[[ Source material open ]]
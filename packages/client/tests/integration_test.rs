//! Integration tests against the stub backend over real sockets.

use std::{
    net::SocketAddr,
    sync::{Arc, Mutex},
    time::Duration,
};

use chrono::Utc;
use genwatch_client::{
    ApiError, ConnectionManager, ConnectionPhase, ConnectionTarget, ProgressSession,
    ReconnectPolicy, ViewState,
    api::{
        ApiClient, AppGenerationRequest, AssignmentType, CodeGenerationRequest, CodeLanguage,
        GenerateRequest, GenerationStatus, ListQuery, Technology,
    },
    runner::{self, MessageChoice},
};
use genwatch_server::{AssignmentStore, Server};
use tokio::{net::TcpListener, task::JoinHandle, time::timeout};

const TOKEN: &str = "integration-token";

/// Helper struct to manage the in-process backend
struct TestServer {
    addr: SocketAddr,
    handle: JoinHandle<std::io::Result<()>>,
}

impl TestServer {
    /// Start a backend on a free port with seeded data
    async fn start() -> Self {
        let listener = TcpListener::bind("127.0.0.1:0")
            .await
            .expect("Failed to bind listener");
        let addr = listener.local_addr().expect("Failed to read local address");
        let server = Server::new(
            AssignmentStore::seeded(Utc::now()),
            Duration::from_millis(20),
            Some(TOKEN.to_string()),
        );
        let handle = tokio::spawn(server.serve(listener));

        TestServer { addr, handle }
    }

    fn base_url(&self) -> String {
        format!("http://{}", self.addr)
    }

    fn api(&self) -> ApiClient {
        ApiClient::new(&self.base_url(), TOKEN).expect("Failed to build API client")
    }

    fn session(&self, target: ConnectionTarget, max_attempts: u32) -> ProgressSession {
        let manager = ConnectionManager::websocket(ReconnectPolicy::new(
            Duration::from_millis(20),
            max_attempts,
        ));
        ProgressSession::start(target, manager)
    }
}

impl Drop for TestServer {
    fn drop(&mut self) {
        self.handle.abort();
    }
}

async fn settle(session: &mut ProgressSession) -> ViewState {
    timeout(Duration::from_secs(10), session.run())
        .await
        .expect("Session did not settle in time")
}

#[tokio::test]
async fn test_watch_assignment_until_completed() {
    // テスト項目: 実際の WebSocket 経由で analyzing から completed までを受信して完了する
    // given (前提条件):
    let server = TestServer::start().await;
    let mut session = server.session(ConnectionTarget::assignment(1u64, server.base_url()), 5);
    let statuses = Arc::new(Mutex::new(Vec::new()));
    let sink = statuses.clone();
    session
        .manager_mut()
        .on_message(move |message| sink.lock().unwrap().push(message.status.clone()));
    let completed = Arc::new(Mutex::new(false));
    let flag = completed.clone();
    session.on_complete(move |_| *flag.lock().unwrap() = true);
    let mut snapshots = session.subscribe();
    let steps = Arc::new(Mutex::new(Vec::new()));
    let seen_steps = steps.clone();
    let watcher = tokio::spawn(async move {
        while snapshots.changed().await.is_ok() {
            seen_steps.lock().unwrap().push(snapshots.borrow_and_update().step_index);
        }
    });

    // when (操作):
    let state = settle(&mut session).await;
    drop(session);
    let _ = timeout(Duration::from_secs(1), watcher).await;

    // then (期待する結果):
    assert_eq!(state.connection_phase, ConnectionPhase::Completed);
    assert_eq!(state.step_index, 5);
    assert_eq!(state.display_message, "Assignment generated successfully");
    assert!(*completed.lock().unwrap());
    assert_eq!(
        *statuses.lock().unwrap(),
        vec!["analyzing", "planning", "generating", "reviewing", "final_review", "completed"]
    );
    let steps = steps.lock().unwrap();
    assert!(steps.windows(2).all(|pair| pair[0] <= pair[1]));
}

#[tokio::test]
async fn test_watch_failed_assignment_reports_reason() {
    // テスト項目: 失敗する生成では error 状態になり、失敗理由が保持される
    // given (前提条件):
    let server = TestServer::start().await;
    let mut session = server.session(ConnectionTarget::assignment(3u64, server.base_url()), 5);
    let errors = Arc::new(Mutex::new(Vec::new()));
    let sink = errors.clone();
    session.on_error(move |reason| sink.lock().unwrap().push(reason.to_string()));

    // when (操作):
    let state = settle(&mut session).await;

    // then (期待する結果):
    assert_eq!(state.connection_phase, ConnectionPhase::Error);
    assert_eq!(state.step_index, -1);
    assert_eq!(
        state.last_error.as_deref(),
        Some("Tests failed during review")
    );
    assert_eq!(
        *errors.lock().unwrap(),
        vec!["Tests failed during review".to_string()]
    );
}

#[tokio::test]
async fn test_unknown_assignment_hits_reconnect_limit() {
    // テスト項目: 接続できないチャネルでは再接続上限に達して error で止まる
    // given (前提条件):
    let server = TestServer::start().await;
    let mut session = server.session(ConnectionTarget::assignment(99u64, server.base_url()), 2);

    // when (操作):
    let state = settle(&mut session).await;

    // then (期待する結果):
    assert_eq!(state.connection_phase, ConnectionPhase::Error);
    assert_eq!(
        state.last_error.as_deref(),
        Some("Maximum reconnection attempts (2) reached")
    );
}

#[tokio::test]
async fn test_watch_project_channel() {
    // テスト項目: プロジェクトの進捗チャネルも完了まで追跡できる
    // given (前提条件):
    let server = TestServer::start().await;
    let mut session = server.session(ConnectionTarget::project("demo", server.base_url()), 5);

    // when (操作):
    let state = settle(&mut session).await;

    // then (期待する結果):
    assert_eq!(state.connection_phase, ConnectionPhase::Completed);
}

#[tokio::test]
async fn test_close_stops_event_delivery() {
    // テスト項目: 切断後はイベントが配送されない
    // given (前提条件):
    let server = TestServer::start().await;
    let mut session = server.session(ConnectionTarget::assignment(1u64, server.base_url()), 5);
    let messages = Arc::new(Mutex::new(0));
    let counter = messages.clone();
    session
        .manager_mut()
        .on_message(move |_| *counter.lock().unwrap() += 1);
    while *messages.lock().unwrap() == 0 {
        assert!(timeout(Duration::from_secs(5), session.step()).await.unwrap());
    }

    // when (操作):
    session.close();
    tokio::time::sleep(Duration::from_millis(100)).await;
    let delivered = session.step().await;

    // then (期待する結果):
    assert!(!delivered);
    assert_eq!(*messages.lock().unwrap(), 1);
    assert_eq!(session.snapshot().step_index, 0);
}

#[tokio::test]
async fn test_rest_endpoints() {
    // テスト項目: 一覧、詳細、チャットが Bearer トークン付きで取得できる
    // given (前提条件):
    let server = TestServer::start().await;
    let api = server.api();

    // when (操作):
    let all = api.list_assignments(&ListQuery::default()).await.unwrap();
    let failed = api
        .list_assignments(&ListQuery {
            filter: Some("failed".to_string()),
            ..Default::default()
        })
        .await
        .unwrap();
    let detail = api.get_assignment(1).await.unwrap();
    let chat = api.chat_messages(1).await.unwrap();

    // then (期待する結果):
    assert_eq!(all.len(), 3);
    assert_eq!(failed.len(), 1);
    assert_eq!(failed[0].id, 3);
    assert_eq!(detail.assignment_type, Some(AssignmentType::Programming));
    assert_eq!(detail.assignment_files.len(), 1);
    assert_eq!(chat.len(), 2);
}

#[tokio::test]
async fn test_rest_rejects_wrong_token() {
    // テスト項目: 誤ったトークンは 401 エラーになる
    // given (前提条件):
    let server = TestServer::start().await;
    let api = ApiClient::new(&server.base_url(), "wrong").unwrap();

    // when (操作):
    let result = api.get_assignment(1).await;

    // then (期待する結果):
    match result {
        Err(ApiError::Status { status, body }) => {
            assert_eq!(status, 401);
            assert_eq!(body, "Invalid token");
        }
        other => panic!("unexpected result: {:?}", other),
    }
}

#[tokio::test]
async fn test_generate_then_watch() {
    // テスト項目: 生成開始した課題を追跡して完了すると、詳細にも完了が反映される
    // given (前提条件):
    let server = TestServer::start().await;
    let api = server.api();
    let request = GenerateRequest {
        subject: "Hash maps".to_string(),
        description: "Open addressing with benchmarks".to_string(),
        assignment_type: AssignmentType::Programming,
    };

    // when (操作):
    let id = api.start_generation(&request).await.unwrap();
    let mut session = server.session(ConnectionTarget::assignment(id, server.base_url()), 5);
    let state = settle(&mut session).await;

    // then (期待する結果):
    assert_eq!(id, 4);
    assert_eq!(state.connection_phase, ConnectionPhase::Completed);
    let mut recorded = None;
    for _ in 0..50 {
        let assignment = api.get_assignment(id).await.unwrap();
        if assignment.generation_status == GenerationStatus::Completed {
            recorded = Some(assignment);
            break;
        }
        tokio::time::sleep(Duration::from_millis(20)).await;
    }
    let assignment = recorded.expect("generation status was not recorded");
    assert!(assignment.github_repository.is_some());
}

#[tokio::test]
async fn test_generate_rejects_empty_subject() {
    // テスト項目: 件名が空の生成リクエストはエラーメッセージ付きで拒否される
    // given (前提条件):
    let server = TestServer::start().await;
    let api = server.api();
    let request = GenerateRequest {
        subject: String::new(),
        description: "Anything".to_string(),
        assignment_type: AssignmentType::Academic,
    };

    // when (操作):
    let result = api.start_generation(&request).await;

    // then (期待する結果):
    assert!(
        matches!(result, Err(ApiError::Status { status: 400, ref body }) if body == "Subject is required")
    );
}

#[tokio::test]
async fn test_chat_send_posts_improved_version() {
    // テスト項目: 改善版を選んで送信すると、チャットに改善版が追加される
    // given (前提条件):
    let server = TestServer::start().await;
    let api = server.api();

    // when (操作):
    let sent = runner::run_chat_send(
        &api,
        1,
        "can you add   benchmarks",
        MessageChoice::UseImproved,
    )
    .await
    .unwrap();
    let chat = api.chat_messages(1).await.unwrap();

    // then (期待する結果):
    assert_eq!(sent.as_deref(), Some("Can you add benchmarks."));
    assert_eq!(chat.len(), 3);
    assert_eq!(chat[2].content, "Can you add benchmarks.");
}

#[tokio::test]
async fn test_chat_send_original_and_discard() {
    // テスト項目: 原文の送信では原文が追加され、破棄では何も追加されない
    // given (前提条件):
    let server = TestServer::start().await;
    let api = server.api();

    // when (操作):
    let original = runner::run_chat_send(&api, 3, "hello there", MessageChoice::SendOriginal)
        .await
        .unwrap();
    let discarded = runner::run_chat_send(&api, 3, "never mind", MessageChoice::Discard)
        .await
        .unwrap();
    let chat = api.chat_messages(3).await.unwrap();

    // then (期待する結果):
    assert_eq!(original.as_deref(), Some("hello there"));
    assert!(discarded.is_none());
    assert_eq!(chat.len(), 1);
    assert_eq!(chat[0].content, "hello there");
}

#[tokio::test]
async fn test_unpaid_assignment_draft_is_not_deliverable() {
    // テスト項目: 未払いの課題への下書きは配信不可として理由付きで返される
    // given (前提条件):
    let server = TestServer::start().await;
    let api = server.api();

    // when (操作):
    let draft = api.improve_message(3, "status?").await.unwrap();

    // then (期待する結果):
    assert!(!draft.can_deliver);
    assert!(draft.delivery_status.is_some());
    assert_eq!(draft.improved, "Status?");
}

#[tokio::test]
async fn test_code_generation() {
    // テスト項目: コード生成でコードと実行結果が返り、空の指示は 400 になる
    // given (前提条件):
    let server = TestServer::start().await;
    let api = server.api();
    let mut request = CodeGenerationRequest {
        instructions: "Greet the user".to_string(),
        language: CodeLanguage::Javascript,
    };

    // when (操作):
    let generated = api.generate_code(&request).await.unwrap();
    request.instructions.clear();
    let rejected = api.generate_code(&request).await;

    // then (期待する結果):
    assert!(generated.code.starts_with("// Greet the user"));
    assert_eq!(generated.output, "Hello from genwatch\n");
    assert!(
        matches!(rejected, Err(ApiError::Status { status: 400, ref body }) if body == "Instructions are required")
    );
}

#[tokio::test]
async fn test_app_generation() {
    // テスト項目: アプリ生成でファイルと起動中のサービスが返る
    // given (前提条件):
    let server = TestServer::start().await;
    let request = AppGenerationRequest {
        instructions: "Recipe book".to_string(),
        technologies: vec![
            "frontend:react:18".parse::<Technology>().unwrap(),
            "database:postgres:16".parse::<Technology>().unwrap(),
        ],
    };

    // when (操作):
    let response = runner::run_generate_app(&server.api(), &request).await.unwrap();

    // then (期待する結果):
    assert!(response.validation_errors.is_none());
    assert_eq!(response.files["frontend/Dockerfile"], "FROM react:18\n");
    assert!(response.services.values().all(|service| service.is_running()));
    assert_eq!(response.services.len(), 2);
}

#[tokio::test]
async fn test_trigger_bidding() {
    // テスト項目: 入札開始のメッセージが返る
    // given (前提条件):
    let server = TestServer::start().await;

    // when (操作):
    let message = server.api().trigger_bidding().await.unwrap();

    // then (期待する結果):
    assert_eq!(message, "Bidding started for 1 open assignment");
}

#[tokio::test]
async fn test_list_watch_follows_generating_assignment() {
    // テスト項目: 一覧の監視は生成中の課題を完了まで追跡して終わる
    // given (前提条件):
    let server = TestServer::start().await;
    let api = server.api();
    let policy = ReconnectPolicy::new(Duration::from_millis(20), 2);

    // when (操作):
    let result = timeout(
        Duration::from_secs(10),
        runner::run_list_watch(&api, &ListQuery::default(), policy),
    )
    .await
    .expect("list watch did not finish in time");

    // then (期待する結果):
    assert!(result.is_ok());
    let mut status = GenerationStatus::InProgress;
    for _ in 0..50 {
        status = api.get_assignment(1).await.unwrap().generation_status;
        if status == GenerationStatus::Completed {
            break;
        }
        tokio::time::sleep(Duration::from_millis(20)).await;
    }
    assert_eq!(status, GenerationStatus::Completed);
}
[[ Source material closed ]]
Requirement |
Pull out all lines from the entries above in which the word "AppGenerationRequest" appears.

Task result |
        ApiClient, AppGenerationRequest, AssignmentType, CodeGenerationRequest, CodeLanguage,
    let request = AppGenerationRequest {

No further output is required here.